# Manipulating Directories



File Manipulation
<br>In this lab, we are going to use python to view, write, and read files and explain different common file types used to store data.
<br><br>Lets first access and view directories in python.

In [None]:
#Here are some Unix commands. We can use them in a terminal, but can also execute them in jupyter notebooks. However, there outputs cannot be read, so this is mostly a convience tool
# and should not be used in actual coding.
!ls
!cd 
!ls sample_data

sample_data
anscombe.json		      mnist_test.csv
california_housing_test.csv   mnist_train_small.csv
california_housing_train.csv  README.md


In [None]:
import os


#Lets first see our current working directory. This is the directory python is looking for files. This is similar to the unix command "cd"
print(os.getcwd())

#Lets see what files and directories we got. This is similar to the unix command "ls", however notice it displays everything, even the hidden .config file
print(os.listdir())

#Lets change the directory to be inside of the directory sample data.
os.chdir('./sample_data')

#lets now see the new directory
print("The new directory is: " + os.getcwd())

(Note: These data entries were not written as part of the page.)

//! Build a series from the frames found in a directory.

use std::cmp::Ordering;
use std::path::{Path, PathBuf};

use crate::catalog::{FrameAddress, Orientation, SeriesDescriptor};
use crate::error::{Result, ViewerError};

/// Frame discovery for directories holding one series each.
///
/// Files are ordered with a natural sort so `IM (2).dcm` precedes
/// `IM (10).dcm`.
pub struct FrameDiscovery {
    /// File patterns to match (case-insensitive, `*` and `?`).
    patterns: Vec<String>,

    /// Whether to follow symbolic links.
    follow_symlinks: bool,
}

impl Default for FrameDiscovery {
    fn default() -> Self {
        Self::new()
    }
}

impl FrameDiscovery {
    /// Create a discovery matching DICOM and common raster files.
    pub fn new() -> Self {
        Self {
            patterns: vec![
                "*.dcm".to_string(),
                "*.png".to_string(),
                "*.jpg".to_string(),
                "*.jpeg".to_string(),
            ],
            follow_symlinks: false,
        }
    }

    /// Replace the file patterns.
    pub fn patterns(mut self, patterns: Vec<String>) -> Self {
        self.patterns = patterns;
        self
    }

    /// Add a pattern to match.
    pub fn pattern(mut self, pattern: &str) -> Self {
        self.patterns.push(pattern.to_string());
        self
    }

    /// Enable following symbolic links.
    pub fn follow_symlinks(mut self, follow: bool) -> Self {
        self.follow_symlinks = follow;
        self
    }

    /// Matching files directly inside `dir`, naturally sorted.
    pub fn discover(&self, dir: &Path) -> Result<Vec<PathBuf>> {
        if !dir.exists() {
            return Err(ViewerError::NotFound(format!(
                "Directory not found: {}",
                dir.display()
            )));
        }
        if !dir.is_dir() {
            return Err(ViewerError::Catalog(format!(
                "Not a directory: {}",
                dir.display()
            )));
        }

        let entries = std::fs::read_dir(dir).map_err(|e| {
            ViewerError::Io(std::io::Error::new(
                e.kind(),
                format!("Failed to read directory {}: {}", dir.display(), e),
            ))
        })?;

        let mut files = Vec::new();
        for entry in entries {
            let path = entry?.path();

            let metadata = if self.follow_symlinks {
                std::fs::metadata(&path)
            } else {
                std::fs::symlink_metadata(&path)
            };
            let metadata = match metadata {
                Ok(m) => m,
                Err(e) => {
                    log::debug!("Skipping {}: {}", path.display(), e);
                    continue;
                }
            };

            if metadata.is_file() && self.matches_pattern(&path) {
                files.push(path);
            }
        }

        files.sort_by(|a, b| natural_cmp(&file_name(a), &file_name(b)));
        log::debug!("Discovered {} frames in {}", files.len(), dir.display());
        Ok(files)
    }

    /// Discover a directory and wrap the result as a series.
    pub fn discover_series(
        &self,
        dir: &Path,
        series_id: &str,
        label: &str,
        orientation: Orientation,
    ) -> Result<SeriesDescriptor> {
        let frames = self
            .discover(dir)?
            .iter()
            .map(|p| FrameAddress::from_path(p))
            .collect();
        SeriesDescriptor::new(series_id, label, orientation, frames)
    }

    fn matches_pattern(&self, path: &Path) -> bool {
        let name = file_name(path).to_lowercase();
        if name.is_empty() {
            return false;
        }
        self.patterns
            .iter()
            .any(|pattern| glob_match(&name, &pattern.to_lowercase()))
    }
}

fn file_name(path: &Path) -> String {
    path.file_name()
        .map(|n| n.to_string_lossy().into_owned())
        .unwrap_or_default()
}

/// Glob matching supporting `*` and `?`.
fn glob_match(text: &str, pattern: &str) -> bool {
    let text: Vec<char> = text.chars().collect();
    let pattern: Vec<char> = pattern.chars().collect();

    let (mut ti, mut pi) = (0, 0);
    // position of the last '*' and the text index it was tried at
    let mut star: Option<(usize, usize)> = None;

    while ti < text.len() {
        if pi < pattern.len() && (pattern[pi] == '?' || pattern[pi] == text[ti]) {
            ti += 1;
            pi += 1;
        } else if pi < pattern.len() && pattern[pi] == '*' {
            star = Some((pi, ti));
            pi += 1;
        } else if let Some((sp, st)) = star {
            pi = sp + 1;
            ti = st + 1;
            star = Some((sp, st + 1));
        } else {
            return false;
        }
    }

    pattern[pi..].iter().all(|&c| c == '*')
}

/// Compare names treating digit runs as numbers.
pub fn natural_cmp(a: &str, b: &str) -> Ordering {
    let mut a = a.chars().peekable();
    let mut b = b.chars().peekable();

    loop {
        match (a.peek().copied(), b.peek().copied()) {
            (None, None) => return Ordering::Equal,
            (None, Some(_)) => return Ordering::Less,
            (Some(_), None) => return Ordering::Greater,
            (Some(ca), Some(cb)) if ca.is_ascii_digit() && cb.is_ascii_digit() => {
                let na = take_digits(&mut a);
                let nb = take_digits(&mut b);
                let ta = na.trim_start_matches('0');
                let tb = nb.trim_start_matches('0');
                let ord = ta
                    .len()
                    .cmp(&tb.len())
                    .then_with(|| ta.cmp(tb))
                    .then_with(|| na.len().cmp(&nb.len()));
                if ord != Ordering::Equal {
                    return ord;
                }
            }
            (Some(ca), Some(cb)) => {
                let ord = ca.to_ascii_lowercase().cmp(&cb.to_ascii_lowercase());
                if ord != Ordering::Equal {
                    return ord;
                }
                a.next();
                b.next();
            }
        }
    }
}

fn take_digits(chars: &mut std::iter::Peekable<std::str::Chars<'_>>) -> String {
    let mut digits = String::new();
    while let Some(&c) = chars.peek() {
        if !c.is_ascii_digit() {
            break;
        }
        digits.push(c);
        chars.next();
    }
    digits
}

#Lets see what files we have inside here.
print("The new file list is  " + str(os.listdir()))

#Lets go back to our original directory
os.chdir('/content')

/content
['.config', 'sample_data']
The new directory is: /content/sample_data
The new file list is  ['README.md', 'anscombe.json', 'california_housing_train.csv', 'california_housing_test.csv', 'mnist_test.csv', 'mnist_train_small.csv']


In [None]:
#Just like you can do on your computer normally, python can read and write text based files.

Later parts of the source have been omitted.